### Problem description
Below are the records; give the number of lines in them that include the word "Toxicity", and nothing more.
(Dataset content begins)
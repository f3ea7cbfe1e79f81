//! Tab-separated section writers with fixed-precision numeric fields.

use std::fmt::Write as _;
use std::io::Write as _;
use std::path::Path;

use crate::error::{Result, SimError};
use crate::inputs::SimContext;
use crate::stats::summary::Dominance;
use crate::stats::{CostStats, RunStats, SummaryStats};
use crate::types::{CostCategory, CostSubgroup, Gender};

/// Render the per-run stats file.
pub fn render_stats(stats: &RunStats, sim: &SimContext, run_date: &str, run_time: &str) -> String {
    let mut out = String::new();
    let n = stats.num_patients.max(1) as f64;

    writeln!(out, "POPULATION SUMMARY").unwrap();
    writeln!(out, "Run Set\t{}", stats.run_set_name).unwrap();
    writeln!(out, "Run Name\t{}", stats.run_name).unwrap();
    writeln!(out, "Run Date\t{}", run_date).unwrap();
    writeln!(out, "Run Time\t{}", run_time).unwrap();
    writeln!(out, "Cohort Size\t{}", stats.num_patients).unwrap();
    writeln!(out, "HIV+ Patients\t{}", stats.num_hiv_positive).unwrap();
    writeln!(out, "Mean Costs\t{:.2}", stats.total_costs / n).unwrap();
    writeln!(out, "Mean LMs\t{:.4}", stats.total_lms / n).unwrap();
    writeln!(out, "Mean QALMs\t{:.4}", stats.total_qalms / n).unwrap();
    writeln!(out, "Clinic Visits\t{}", stats.total_clinic_visits).unwrap();

    writeln!(out, "\nHIV SCREENING").unwrap();
    writeln!(out, "Detected\t{}", stats.num_detected).unwrap();
    writeln!(out, "Linked\t{}", stats.num_linked).unwrap();
    writeln!(out, "Tests Performed\t{}", stats.num_tests_performed).unwrap();
    if stats.num_incident_detections > 0 {
        writeln!(
            out,
            "Mean Months Infection To Detection\t{:.2}",
            stats.sum_months_infection_to_detection / stats.num_incident_detections as f64
        )
        .unwrap();
        writeln!(
            out,
            "Mean CD4 At Detection (Incident)\t{:.1}",
            stats.sum_cd4_at_detection_incident / stats.num_incident_detections as f64
        )
        .unwrap();
    }
    if stats.num_prevalent_detections > 0 {
        writeln!(
            out,
            "Mean Months To Detection (Prevalent)\t{:.2}",
            stats.sum_months_to_detection_prevalent / stats.num_prevalent_detections as f64
        )
        .unwrap();
        writeln!(
            out,
            "Mean CD4 At Detection (Prevalent)\t{:.1}",
            stats.sum_cd4_at_detection_prevalent / stats.num_prevalent_detections as f64
        )
        .unwrap();
    }

    writeln!(out, "\nSURVIVAL (LIFE MONTHS)").unwrap();
    writeln!(
        out,
        "Overall\tmean\t{:.4}\tsd\t{:.4}\tmin\t{:.1}\tmax\t{:.1}",
        stats.survival.mean(),
        stats.survival.std_dev(),
        stats.survival.min.unwrap_or(0.0),
        stats.survival.max.unwrap_or(0.0)
    )
    .unwrap();
    for (i, cap) in crate::stats::run_stats::SURVIVAL_TRUNCATIONS.iter().enumerate() {
        let acc = &stats.survival_truncated[i];
        writeln!(
            out,
            "Truncated {} months\tmean\t{:.4}\tsd\t{:.4}",
            cap,
            acc.mean(),
            acc.std_dev()
        )
        .unwrap();
    }
    writeln!(
        out,
        "HIV+\tmean\t{:.4}\tsd\t{:.4}",
        stats.survival_hiv_positive.mean(),
        stats.survival_hiv_positive.std_dev()
    )
    .unwrap();

    writeln!(out, "\nINITIAL DISTRIBUTIONS").unwrap();
    writeln!(
        out,
        "Age (months)\tmean\t{:.1}\tsd\t{:.1}",
        stats.initial_age.mean(),
        stats.initial_age.std_dev()
    )
    .unwrap();
    writeln!(
        out,
        "Initial CD4\tmean\t{:.1}\tsd\t{:.1}",
        stats.initial_cd4.mean(),
        stats.initial_cd4.std_dev()
    )
    .unwrap();
    writeln!(
        out,
        "Gender\tmale\t{}\tfemale\t{}",
        stats.num_by_gender[Gender::Male.index()],
        stats.num_by_gender[Gender::Female.index()]
    )
    .unwrap();

    if !stats.num_primary_ois.is_empty() {
        writeln!(out, "\nOPPORTUNISTIC INFECTIONS").unwrap();
        writeln!(out, "OI\tprimary\tsecondary\tdetected").unwrap();
        for (i, oi) in sim.nat_hist.ois.iter().enumerate() {
            writeln!(
                out,
                "{}\t{}\t{}\t{}",
                oi.name,
                stats.num_primary_ois[i],
                stats.num_secondary_ois[i],
                stats.num_detected_ois[i]
            )
            .unwrap();
        }
    }

    if !stats.num_chrm_incident.is_empty() {
        writeln!(out, "\nCHRONIC CONDITIONS").unwrap();
        writeln!(out, "CHRM\tprevalent\tincident").unwrap();
        for (i, chrm) in sim.chrms.chrms.iter().enumerate() {
            writeln!(
                out,
                "{}\t{}\t{}",
                chrm.name, stats.num_chrm_prevalent[i], stats.num_chrm_incident[i]
            )
            .unwrap();
        }
    }

    writeln!(out, "\nDEATHS").unwrap();
    writeln!(out, "Total\t{}", stats.num_deaths).unwrap();
    writeln!(out, "HIV+\t{}", stats.num_deaths_hiv_positive).unwrap();
    for (cause, count) in &stats.deaths_by_cause {
        writeln!(out, "{}\t{}", cause, count).unwrap();
    }

    writeln!(out, "\nART").unwrap();
    for (i, count) in stats.num_art_starts.iter().enumerate() {
        writeln!(
            out,
            "Line {} starts\t{}\tobserved failures\t{}",
            i + 1,
            count,
            stats.num_observed_failures[i]
        )
        .unwrap();
    }
    writeln!(out, "Toxicity events\t{}", stats.num_toxicity_events).unwrap();
    for (stop, count) in &stats.num_art_stops_by_type {
        writeln!(out, "Stop: {}\t{}", stop, count).unwrap();
    }

    writeln!(out, "\nPROPHYLAXIS").unwrap();
    for (i, count) in stats.num_proph_starts.iter().enumerate() {
        if *count > 0 {
            writeln!(out, "OI {} starts\t{}", i + 1, count).unwrap();
        }
    }
    writeln!(
        out,
        "Toxicity\tmajor\t{}\tminor\t{}",
        stats.num_proph_major_tox, stats.num_proph_minor_tox
    )
    .unwrap();

    writeln!(out, "\nLTFU").unwrap();
    writeln!(out, "Lost\t{}", stats.num_ltfu_events).unwrap();
    writeln!(out, "Returned\t{}", stats.num_rtc_events).unwrap();

    if sim.tb.enable {
        writeln!(out, "\nTB").unwrap();
        writeln!(out, "Infections\t{}", stats.num_tb_infections).unwrap();
        writeln!(out, "Activations\t{}", stats.num_tb_activations).unwrap();
        writeln!(out, "Relapses\t{}", stats.num_tb_relapses).unwrap();
        writeln!(out, "Self cures\t{}", stats.num_tb_self_cures).unwrap();
        writeln!(out, "Diagnoses\t{}", stats.num_tb_diagnoses).unwrap();
        writeln!(out, "Treatment starts\t{}", stats.num_tb_treatment_starts).unwrap();
        writeln!(
            out,
            "Treatment completions\t{}",
            stats.num_tb_treatment_completions
        )
        .unwrap();
        writeln!(out, "Treatment defaults\t{}", stats.num_tb_treatment_defaults).unwrap();
        writeln!(out, "Proph starts\t{}", stats.num_tb_proph_starts).unwrap();
    }

    if sim.run_specs.longitudinal_output {
        writeln!(out, "\nTIME SUMMARIES").unwrap();
        writeln!(
            out,
            "month\talive\thiv+\tonART\tinCare\tnegAtStart\tincident\tdeaths\tonPrEP\tactiveTB"
        )
        .unwrap();
        for (month, t) in stats.time_summaries.iter().enumerate() {
            writeln!(
                out,
                "{}\t{}\t{}\t{}\t{}\t{}\t{}\t{}\t{}\t{}",
                month,
                t.num_alive,
                t.num_hiv_positive,
                t.num_on_art,
                t.num_in_care,
                t.num_hiv_negative_at_start,
                t.num_incident_infections,
                t.num_deaths,
                t.num_on_prep,
                t.num_active_tb
            )
            .unwrap();
        }
    }
    out
}

/// Write the per-run stats file.
pub fn write_stats_file(
    path: &Path,
    stats: &RunStats,
    sim: &SimContext,
    run_date: &str,
    run_time: &str,
) -> Result<()> {
    std::fs::write(path, render_stats(stats, sim, run_date, run_time))?;
    Ok(())
}

/// Write the optional detailed cost file.
pub fn write_cost_file(path: &Path, costs: &CostStats) -> Result<()> {
    let mut out = String::new();
    writeln!(out, "COST CATEGORIES").unwrap();
    writeln!(out, "category\tdiscounted\tundiscounted").unwrap();
    for category in CostCategory::ALL {
        writeln!(
            out,
            "{}\t{:.2}\t{:.2}",
            category.label(),
            costs.discounted_by_category[category.index()],
            costs.undiscounted_by_category[category.index()]
        )
        .unwrap();
    }
    writeln!(out, "\nCOST SUBGROUPS").unwrap();
    writeln!(out, "subgroup\tdiscounted").unwrap();
    for subgroup in CostSubgroup::ALL {
        writeln!(
            out,
            "{}\t{:.2}",
            subgroup.label(),
            costs.discounted_by_subgroup[subgroup.index()]
        )
        .unwrap();
    }
    if !costs.multi_discount_totals.is_empty() {
        writeln!(out, "\nALTERNATIVE DISCOUNT RATES").unwrap();
        for (i, total) in costs.multi_discount_totals.iter().enumerate() {
            writeln!(out, "rate {}\t{:.2}", i + 1, total).unwrap();
        }
    }
    std::fs::write(path, out)?;
    Ok(())
}

/// Write a run's trace narrative.
pub fn write_trace_file(path: &Path, lines: &[String]) -> Result<()> {
    let mut text = lines.join("\n");
    text.push('\n');
    std::fs::write(path, text)?;
    Ok(())
}

const POPSTATS_HEADER: &str =
    "runSet\trunName\trunDate\trunTime\tcohorts\tmeanCost\tmeanLMs\tmeanQALMs\tCE/LY\tCE/QALY";

/// Append finalized run summaries to the popstats roll-up.
pub fn append_popstats(path: &Path, summaries: &SummaryStats) -> Result<()> {
    let mut out = String::new();
    if !path.exists() {
        writeln!(out, "{}", POPSTATS_HEADER).unwrap();
    }
    for set in summaries.run_sets() {
        for s in set {
            writeln!(
                out,
                "{}\t{}\t{}\t{}\t{}\t{:.2}\t{:.4}\t{:.4}\t{}\t{}",
                s.run_set_name,
                s.run_name,
                s.run_date,
                s.run_time,
                s.num_cohorts,
                s.costs_average,
                s.lms_average,
                s.qalms_average,
                s.cost_effectiveness_lms.to_field(),
                s.cost_effectiveness_qalms.to_field()
            )
            .unwrap();
        }
    }
    let mut file = std::fs::OpenOptions::new()
        .create(true)
        .append(true)
        .open(path)?;
    file.write_all(out.as_bytes())?;
    Ok(())
}

/// Read popstats rows back: (run name, CE/LY, CE/QALY) triples.
pub fn read_popstats(path: &Path) -> Result<Vec<(String, Dominance, Dominance)>> {
    let text = std::fs::read_to_string(path)?;
    let mut rows = Vec::new();
    for line in text.lines().skip(1) {
        let fields: Vec<&str> = line.split('\t').collect();
        if fields.len() < 10 {
            return Err(SimError::Output(format!(
                "malformed popstats row: {}",
                line
            )));
        }
        rows.push((
            fields[1].to_string(),
            Dominance::from_field(fields[8]),
            Dominance::from_field(fields[9]),
        ));
    }
    Ok(rows)
}

#[cfg(test)]
mod tests {
    use super::*;
    use crate::stats::summary::RunSummary;

    fn sample_stats() -> (RunStats, SimContext) {
        let mut input = crate::inputs::InputFile::default();
        input.run_specs.run_name = "base".into();
        input.run_specs.run_set_name = "set".into();
        let sim = SimContext::from_input(input);
        let mut stats = RunStats::new(&sim);
        stats.finalize_patient(120.0, 110.0, 5_000.0, 120.0, true);
        (stats, sim)
    }

    #[test]
    fn test_stats_render_has_sections() {
        let (stats, sim) = sample_stats();
        let text = render_stats(&stats, &sim, "2026-08-01", "12:00:00");
        assert!(text.contains("POPULATION SUMMARY"));
        assert!(text.contains("SURVIVAL (LIFE MONTHS)"));
        assert!(text.contains("Mean Costs\t5000.00"));
        assert!(text.contains("DEATHS"));
    }

    #[test]
    fn test_popstats_round_trip_preserves_dominance() {
        let dir = tempfile::tempdir().unwrap();
        let path = dir.path().join("popstats.tsv");
        let mut summaries = SummaryStats::new();
        for (name, cost, lms) in [("a", 0.0, 0.0), ("b", 1_000.0, 1.0), ("c", 1_100.0, 10.0)] {
            summaries.add(RunSummary {
                run_set_name: "set".into(),
                run_name: name.into(),
                run_date: "2026-08-01".into(),
                run_time: "12:00:00".into(),
                num_cohorts: 10,
                costs_average: cost,
                lms_average: lms,
                qalms_average: lms,
                cost_effectiveness_lms: Dominance::Pending,
                cost_effectiveness_qalms: Dominance::Pending,
            });
        }
        summaries.finalize();
        append_popstats(&path, &summaries).unwrap();
        let rows = read_popstats(&path).unwrap();
        assert_eq!(rows.len(), 3);
        assert_eq!(rows[0].1, Dominance::Baseline);
        assert_eq!(rows[1].1, Dominance::ExtendedDominated);
        assert_eq!(rows[2].1, Dominance::Ratio(110.0));
    }

    #[test]
    fn test_popstats_appends_without_duplicate_header() {
        let dir = tempfile::tempdir().unwrap();
        let path = dir.path().join("popstats.tsv");
        let mut summaries = SummaryStats::new();
        summaries.add(RunSummary {
            run_set_name: "s".into(),
            run_name: "only".into(),
            run_date: String::new(),
            run_time: String::new(),
            num_cohorts: 1,
            costs_average: 1.0,
            lms_average: 1.0,
            qalms_average: 1.0,
            cost_effectiveness_lms: Dominance::Baseline,
            cost_effectiveness_qalms: Dominance::Baseline,
        });
        append_popstats(&path, &summaries).unwrap();
        append_popstats(&path, &summaries).unwrap();
        let text = std::fs::read_to_string(&path).unwrap();
        assert_eq!(text.matches("runSet").count(), 1);
        assert_eq!(text.lines().count(), 3);
    }

    #[test]
    fn test_cost_file_writes_categories() {
        let dir = tempfile::tempdir().unwrap();
        let path = dir.path().join("run.cost.tsv");
        let sim = SimContext::default();
        let costs = CostStats::new(&sim);
        write_cost_file(&path, &costs).unwrap();
        let text = std::fs::read_to_string(&path).unwrap();
        assert!(text.contains("Direct Medical"));
        assert!(text.contains("COST SUBGROUPS"));
    }
}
(Dataset content ends)
### Solution for this problem
2